*** Block opens ***

//! Key-value collection store
//!
//! The leaf of the data-access stack: named collections, each a JSON array
//! of independently serializable records. No schema validation and no
//! business logic happen here.
//!
//! Reading a collection that was never written yields an empty sequence.
//! Writing replaces the whole collection. A [`WriteBatch`] groups writes to
//! several collections so they land together or not at all.

use std::cell::RefCell;
use std::collections::BTreeMap;

use rusqlite::{params, Connection, OptionalExtension};
use serde_json::Value;
use tracing::debug;

use crate::config::Config;
use crate::storage::error::{StorageError, StorageResult};
use crate::storage::schema::{init_schema, needs_init};

/// Whole-collection writes to apply atomically
#[derive(Debug, Default, Clone)]
pub struct WriteBatch {
    writes: Vec<(String, Vec<Value>)>,
}

impl WriteBatch {
    pub fn new() -> Self {
        Self::default()
    }

    /// Stage the full contents of a collection
    ///
    /// Staging the same collection twice keeps only the last contents.
    pub fn put(&mut self, collection: impl Into<String>, records: Vec<Value>) {
        let collection = collection.into();
        match self.writes.iter_mut().find(|(name, _)| *name == collection) {
            Some((_, existing)) => *existing = records,
            None => self.writes.push((collection, records)),
        }
    }

    pub fn is_empty(&self) -> bool {
        self.writes.is_empty()
    }

    pub fn len(&self) -> usize {
        self.writes.len()
    }

    /// Names of the staged collections, in staging order
    pub fn collections(&self) -> impl Iterator<Item = &str> {
        self.writes.iter().map(|(name, _)| name.as_str())
    }
}

impl IntoIterator for WriteBatch {
    type Item = (String, Vec<Value>);
    type IntoIter = std::vec::IntoIter<(String, Vec<Value>)>;

    fn into_iter(self) -> Self::IntoIter {
        self.writes.into_iter()
    }
}

/// Persistent store of named JSON collections
pub trait KeyValueStore {
    /// Read every record of a collection, in stored order
    fn read(&self, collection: &str) -> StorageResult<Vec<Value>>;

    /// Whether the collection has ever been written
    fn contains(&self, collection: &str) -> StorageResult<bool>;

    /// Apply all staged writes as one unit
    fn commit(&self, batch: WriteBatch) -> StorageResult<()>;

    /// Replace a single collection
    fn write(&self, collection: &str, records: Vec<Value>) -> StorageResult<()> {
        let mut batch = WriteBatch::new();
        batch.put(collection, records);
        self.commit(batch)
    }
}

/// SQLite-backed collection store
///
/// One row per collection in the `collections` table.
pub struct SqliteStore {
    conn: Connection,
}

impl SqliteStore {
    /// Open or create the database under the configured data directory
    pub fn open(config: &Config) -> StorageResult<Self> {
        let path = config.database_path();

        if let Some(parent) = path.parent() {
            std::fs::create_dir_all(parent)
                .map_err(|e| StorageError::from_io(e, parent.to_path_buf()))?;
        }

        let conn = Connection::open(&path).map_err(|source| StorageError::Open {
            path: path.clone(),
            source,
        })?;

        if needs_init(&conn) {
            init_schema(&conn)?;
        }

        debug!("Opened collection store at {:?}", path);
        Ok(Self { conn })
    }

    /// Open an in-memory database (for testing)
    pub fn open_in_memory() -> StorageResult<Self> {
        let conn = Connection::open_in_memory()?;
        init_schema(&conn)?;
        Ok(Self { conn })
    }

    /// Get a reference to the underlying connection
    pub fn connection(&self) -> &Connection {
        &self.conn
    }

    /// Names of all stored collections
    pub fn collection_names(&self) -> StorageResult<Vec<String>> {
        let mut stmt = self
            .conn
            .prepare("SELECT name FROM collections ORDER BY name")?;
        let names = stmt
            .query_map([], |row| row.get(0))?
            .collect::<Result<Vec<String>, _>>()?;
        Ok(names)
    }
}

impl KeyValueStore for SqliteStore {
    fn read(&self, collection: &str) -> StorageResult<Vec<Value>> {
        let data: Option<String> = self
            .conn
            .query_row(
                "SELECT data FROM collections WHERE name = ?",
                params![collection],
                |row| row.get(0),
            )
            .optional()?;

        let Some(data) = data else {
            return Ok(Vec::new());
        };

        let value: Value = serde_json::from_str(&data)
            .map_err(|e| StorageError::serialization(collection, e))?;

        match value {
            Value::Array(records) => {
                debug!("Read {} record(s) from '{}'", records.len(), collection);
                Ok(records)
            }
            other => Err(StorageError::CorruptCollection {
                collection: collection.to_string(),
                details: format!("expected a JSON array, found {}", json_kind(&other)),
            }),
        }
    }

    fn contains(&self, collection: &str) -> StorageResult<bool> {
        let exists = self
            .conn
            .prepare("SELECT 1 FROM collections WHERE name = ?")?
            .exists(params![collection])?;
        Ok(exists)
    }

    fn commit(&self, batch: WriteBatch) -> StorageResult<()> {
        if batch.is_empty() {
            return Ok(());
        }

        let now = chrono::Utc::now().timestamp_millis();
        let tx = self.conn.unchecked_transaction()?;

        for (collection, records) in batch {
            let count = records.len();
            let data = serde_json::to_string(&records)
                .map_err(|e| StorageError::serialization(&collection, e))?;

            tx.execute(
                r#"
                INSERT INTO collections (name, data, updated_at) VALUES (?1, ?2, ?3)
                ON CONFLICT(name) DO UPDATE SET data = excluded.data, updated_at = excluded.updated_at
                "#,
                params![collection, data, now],
            )?;
            debug!("Wrote {} record(s) to '{}'", count, collection);
        }

        tx.commit()?;
        Ok(())
    }
}

/// In-memory collection store
///
/// Same semantics as [`SqliteStore`] without touching disk.
#[derive(Debug, Default)]
pub struct MemoryStore {
    collections: RefCell<BTreeMap<String, Vec<Value>>>,
}

impl MemoryStore {
    pub fn new() -> Self {
        Self::default()
    }
}

impl KeyValueStore for MemoryStore {
    fn read(&self, collection: &str) -> StorageResult<Vec<Value>> {
        Ok(self
            .collections
            .borrow()
            .get(collection)
            .cloned()
            .unwrap_or_default())
    }

    fn contains(&self, collection: &str) -> StorageResult<bool> {
        Ok(self.collections.borrow().contains_key(collection))
    }

    fn commit(&self, batch: WriteBatch) -> StorageResult<()> {
        let mut collections = self.collections.borrow_mut();
        for (collection, records) in batch {
            collections.insert(collection, records);
        }
        Ok(())
    }
}

fn json_kind(value: &Value) -> &'static str {
    match value {
        Value::Null => "null",
        Value::Bool(_) => "a boolean",
        Value::Number(_) => "a number",
        Value::String(_) => "a string",
        Value::Array(_) => "an array",
        Value::Object(_) => "an object",
    }
}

*** Block closes ***

The problem: Lines above that include the string "MemoryStore" need to be copied.

Written response:
pub struct MemoryStore {
impl MemoryStore {
impl KeyValueStore for MemoryStore {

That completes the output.